九年级英语国家与首都匹配单选题50题1.Which city is the capital of France?A.LondonB.ParisC.BerlinD.Rome答案：B。

法国是一个充满浪漫气息的国家，拥有丰富的文化遗产和艺术成就。

巴黎是法国的首都，也是世界著名的时尚之都、艺术之都和文化之都。

伦敦是英国的首都，柏林是德国的首都，罗马是意大利的首都。

2.Which city is the capital of the United Kingdom?A.ParisB.WashingtonC.LondonD.Moscow答案：C。

英国是一个历史悠久的国家，在世界历史上有着重要的地位。

伦敦是英国的首都，也是世界著名的金融中心和文化名城。

巴黎是法国的首都，华盛顿是美国的首都，莫斯科是俄罗斯的首都。

3.Which city is the capital of Germany?A.ParisB.MadridC.BerlinD.Rome答案：C。

德国是一个高度发达的工业国家，拥有世界领先的科技和制造业。

柏林是德国的首都，也是德国的政治、文化和经济中心。

巴黎是法国的首都，马德里是西班牙的首都，罗马是意大利的首都。

4.Which city is the capital of Italy?A.ParisB.LondonC.RomeD.Berlin答案：C。

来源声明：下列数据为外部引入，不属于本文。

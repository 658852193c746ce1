//! Listening endpoint and accept loop.

use std::future::Future;
use std::io;
use std::net::SocketAddr;
use std::pin::Pin;
use std::sync::Arc;
use std::time::Duration;

use log::{debug, error, info, warn};
use tokio::io::{AsyncReadExt, AsyncWriteExt};
use tokio::net::{TcpListener, TcpSocket, TcpStream};
use tokio::signal;
use tokio::sync::Semaphore;

use crate::server::config::{ServerConfig, MAX_CONNECTIONS};
use crate::server::error::Error;
use crate::server::handler::RequestHandler;
use crate::server::mime::{ContentProbe, FileCommandProbe};
use crate::server::response::{HttpResponse, StatusCode};

/// How long a rejected client gets to send its request before the 503 goes out.
const REJECT_READ_GRACE: Duration = Duration::from_millis(100);

/// Type alias for a boxed future yielding one accepted connection.
pub type AcceptFuture<'a> =
    Pin<Box<dyn Future<Output = io::Result<(TcpStream, SocketAddr)>> + Send + 'a>>;

/// A source of inbound connections.
pub trait Accept: Send + Sync {
    /// Wait for the next connection.
    fn accept(&self) -> AcceptFuture<'_>;
}

impl Accept for TcpListener {
    fn accept(&self) -> AcceptFuture<'_> {
        Box::pin(TcpListener::accept(self))
    }
}

impl<T: Accept + ?Sized> Accept for Arc<T> {
    fn accept(&self) -> AcceptFuture<'_> {
        Accept::accept(&**self)
    }
}

/// A static file server.
pub struct HttpServer {
    /// The server configuration.
    pub config: Arc<ServerConfig>,
    handler: RequestHandler,
    connections: Arc<Semaphore>,
    connection_limit: usize,
}

impl HttpServer {
    /// Create a new server that probes unknown file types with the `file` command.
    pub fn new(config: ServerConfig) -> Self {
        Self::with_probe(config, Arc::new(FileCommandProbe::default()))
    }

    /// Create a new server with a custom content probe.
    ///
    /// `max_connections` above [`MAX_CONNECTIONS`] is capped to it.
    pub fn with_probe(config: ServerConfig, probe: Arc<dyn ContentProbe>) -> Self {
        let config = Arc::new(config);
        let connection_limit = config.max_connections.min(MAX_CONNECTIONS);
        Self {
            handler: RequestHandler::new(Arc::clone(&config), probe),
            connections: Arc::new(Semaphore::new(connection_limit)),
            connection_limit,
            config,
        }
    }

    /// Create, bind and listen on the configured address.
    ///
    /// Each stage fails with its own error so the caller can exit with a distinct status.
    pub fn bind(&self) -> Result<TcpListener, Error> {
        let addr = self.config.addr;
        let socket = match addr {
            SocketAddr::V4(_) => TcpSocket::new_v4(),
            SocketAddr::V6(_) => TcpSocket::new_v6(),
        }
        .map_err(Error::CreateSocket)?;

        socket
            .bind(addr)
            .map_err(|source| Error::Bind { addr, source })?;

        self.listen(socket)
    }

    /// Put a bound socket into listening state with the configured backlog.
    pub fn listen(&self, socket: TcpSocket) -> Result<TcpListener, Error> {
        let listener = socket.listen(self.config.backlog).map_err(Error::Listen)?;
        if let Ok(addr) = listener.local_addr() {
            info!(
                "Serving {root} on http://{addr}",
                root = self.config.document_root
            );
        }
        Ok(listener)
    }

    /// Bind and serve until Ctrl+C.
    pub async fn start(&self) -> Result<(), Error> {
        let listener = self.bind()?;
        self.serve(listener, async {
            match signal::ctrl_c().await {
                Ok(()) => info!("Received Ctrl+C, initiating graceful shutdown"),
                Err(e) => {
                    error!("Error setting up Ctrl+C handler: {e}");
                    std::future::pending::<()>().await;
                }
            }
        })
        .await;
        Ok(())
    }

    /// Accept connections from `listener` until `shutdown` completes.
    ///
    /// Every connection is handed to its own task. Accept failures are logged and
    /// never end the loop.
    pub async fn serve(&self, listener: impl Accept, shutdown: impl Future<Output = ()>) {
        tokio::pin!(shutdown);

        loop {
            tokio::select! {
                _ = &mut shutdown => {
                    info!("Shutting down server...");
                    break;
                }

                accept_result = listener.accept() => {
                    match accept_result {
                        Ok((socket, addr)) => self.dispatch(socket, addr),
                        Err(e) => Self::handle_accept_error(e).await,
                    }
                }
            }
        }

        drop(listener);
        self.perform_shutdown().await;
    }

    /// Hand an accepted connection to a new task.
    fn dispatch(&self, mut socket: TcpStream, addr: SocketAddr) {
        debug!("Accepted connection from {addr}");

        // Try to acquire a permit from the semaphore
        let permit = match Arc::clone(&self.connections).try_acquire_owned() {
            Ok(permit) => permit,
            Err(_) => {
                warn!("Connection limit reached, rejecting connection from {addr}");
                tokio::spawn(async move {
                    // Closing with the request unread would reset the connection.
                    let mut discard = [0u8; 1024];
                    let _ =
                        tokio::time::timeout(REJECT_READ_GRACE, socket.read(&mut discard)).await;

                    let response = HttpResponse::status_page(StatusCode::ServiceUnavailable);
                    if let Err(e) = socket.write_all(&response.to_bytes()).await {
                        debug!("Error rejecting {addr}: {e}");
                    }
                    let _ = socket.shutdown().await;
                });
                return;
            }
        };

        let handler = self.handler.clone();
        tokio::spawn(async move {
            // The permit is dropped when the task completes, releasing the semaphore slot
            let _permit = permit;

            if let Err(e) = handler.handle_connection(&mut socket).await {
                error!("Error handling connection from {addr}: {e}");
            }
        });
    }

    async fn handle_accept_error(e: io::Error) {
        error!("Error accepting connection: {e}");

        // Usually descriptor exhaustion; give in-flight connections time to finish.
        tokio::time::sleep(Duration::from_millis(100)).await;
    }

    /// Wait for in-flight connections to finish, up to 30 seconds.
    async fn perform_shutdown(&self) {
        let active = self.connection_limit - self.connections.available_permits();
        info!("Waiting for {active} active connections to complete...");

        // connection_limit <= MAX_CONNECTIONS <= u32::MAX
        let all = u32::try_from(self.connection_limit).unwrap_or(u32::MAX);
        let shutdown_timeout = Duration::from_secs(30);
        let drained =
            tokio::time::timeout(shutdown_timeout, self.connections.acquire_many(all)).await;

        match drained {
            Ok(Ok(_all)) => info!("Server shutdown complete"),
            Ok(Err(e)) => error!("Connection tracking failed during shutdown: {e}"),
            Err(_) => warn!("Shutdown timed out with connections still open"),
        }
    }
}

意大利是一个充满艺术和文化气息的国家，拥有丰富的历史遗产和美食文化。

罗马是意大利的首都，也是世界著名的历史文化名城。

巴黎是法国的首都，伦敦是英国的首都，柏林是德国的首都。

5.Which city is the capital of Spain?A.ParisB.LondonC.MadridD.Berlin答案：C。

西班牙是一个充满热情和活力的国家，拥有丰富的自然风光和文化遗产。

马德里是西班牙的首都，也是西班牙的政治、文化和经济中心。

巴黎是法国的首都，伦敦是英国的首都，柏林是德国的首都。